Unlike CTU and CTD, CTUD cannot be inserted directly from the function block list.

It must be called through an empty box with EN/ENO, where the block will be instantiated manually.

This characteristic exists because CTUD is a more complete block, with multiple control inputs.

CTUD Functionality

The operation of CTUD is as follows:

• On each rising edge of the CU input, the counter increments the value.
• On each rising edge of the CD input, the counter decrements the value.
• The initial count value is defined in PV (Preset Value).
• When:
  • CV ≥ PV, the QU output is activated.
  • CV = 0, the QD output is activated.
• The R (Reset) input resets the counter.
• The LD (Load) input loads the PV value into CV.

Inserting CTUD into the Logic

To add CTUD:

1. Create a new network.
2. Insert an empty box with EN/ENO, in one of the following ways:
   • Through the Toolbox → General → Box with EN/ENO
   • Or by right-clicking on the line and selecting Empty Box with EN/ENO
3. After inserting the box, associate the box with the CTUD block by clicking on the internal "???" of the box.

Figure 2. Inserting the CTUD block

Declaration of the counter variable (required)

Like other counters, CTUD is a function block and requires an instance variable.

Example:

ctud_0 : CTUD;

Important:
Without this variable, the counter will not work, as it stores the internal state of the count.

Figure 3. CTUD Block Variable Declaration
 

CTUD Inputs and Outputs

Inputs

• CU (BOOL): rising edge count
• CD (BOOL): falling edge count
• RESET (BOOL): counter reset
• LOAD (BOOL): loads PV into CV
• PV (INT / DINT): preset value

PV can be a constant or a variable, depending on the application's needs.

Outputs

• QU (BOOL): activates when CV ≥ PV
• QD (BOOL): activates when CV = 0
• CV (INT / DINT): current count value

Use of variables in CTUD parameters

• The input parameters (CU, CD, RESET, LOAD, and PV) must be instantiated, as they power the block's operation.
• The output parameters (QU, QD, and CV) do not necessarily require variables, as they can be viewed directly in the block during logic execution.
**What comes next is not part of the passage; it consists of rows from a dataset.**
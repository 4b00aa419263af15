use thiserror::Error;

use super::{ConfigError, HttpError, SummaryError, SystemError, ValidationError};

#[derive(Debug, Error)]
pub enum AppError {
    #[error("I/O error: {source}")]
    Io {
        #[from]
        source: std::io::Error,
    },
    #[error("CLI error: {source}")]
    Clap {
        #[from]
        source: clap::Error,
    },
    #[error("JSON error: {source}")]
    Json {
        #[from]
        source: serde_json::Error,
    },
    #[error("TOML error: {source}")]
    Toml {
        #[from]
        source: toml::de::Error,
    },
    #[error("HTTP client error: {source}")]
    Reqwest {
        #[from]
        source: reqwest::Error,
    },
    #[error("URL error: {source}")]
    Url {
        #[from]
        source: url::ParseError,
    },
    #[error("Join error: {source}")]
    Join {
        #[from]
        source: tokio::task::JoinError,
    },
    #[error("Validation error: {0}")]
    Validation(#[from] ValidationError),
    #[error("Configuration error: {0}")]
    Config(#[from] ConfigError),
    #[error("HTTP error: {0}")]
    Http(#[from] HttpError),
    #[error("Summary error: {0}")]
    Summary(#[from] SummaryError),
    #[error("System error: {0}")]
    System(#[from] SystemError),
}

pub type AppResult<T> = Result<T, AppError>;

impl AppError {
    pub fn validation<E>(error: E) -> Self
    where
        E: Into<ValidationError>,
    {
        error.into().into()
    }

    pub fn config<E>(error: E) -> Self
    where
        E: Into<ConfigError>,
    {
        error.into().into()
    }

    pub fn http<E>(error: E) -> Self
    where
        E: Into<HttpError>,
    {
        error.into().into()
    }

    pub fn summary<E>(error: E) -> Self
    where
        E: Into<SummaryError>,
    {
        error.into().into()
    }

    pub fn system<E>(error: E) -> Self
    where
        E: Into<SystemError>,
    {
        error.into().into()
    }
}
Using PV as a Constant or Variable

• PV as a constant: Ideal when the initial count value is fixed.
• PV as a variable: Allows changing the initial value at runtime, via logic or a variable table.

Figure 4. CTUD Parameterization

Practical Application

After setting up the logic with CTUD:

1. Download the application.
2. Put the CPU in RUN mode.
3. Activate:
   • CU to increment
   • CD to decrement
4. Observe:
   • The CV value varying up and down
   • QU activating at the upper limit
   • QD activating when it reaches zero

CTUD is ideal for applications that require bidirectional counting control, such as inventory control, positioning, reversible cycles, and forward/reverse systems, keeping the logic more compact and organized.

Figure 5. CTUD Block Operation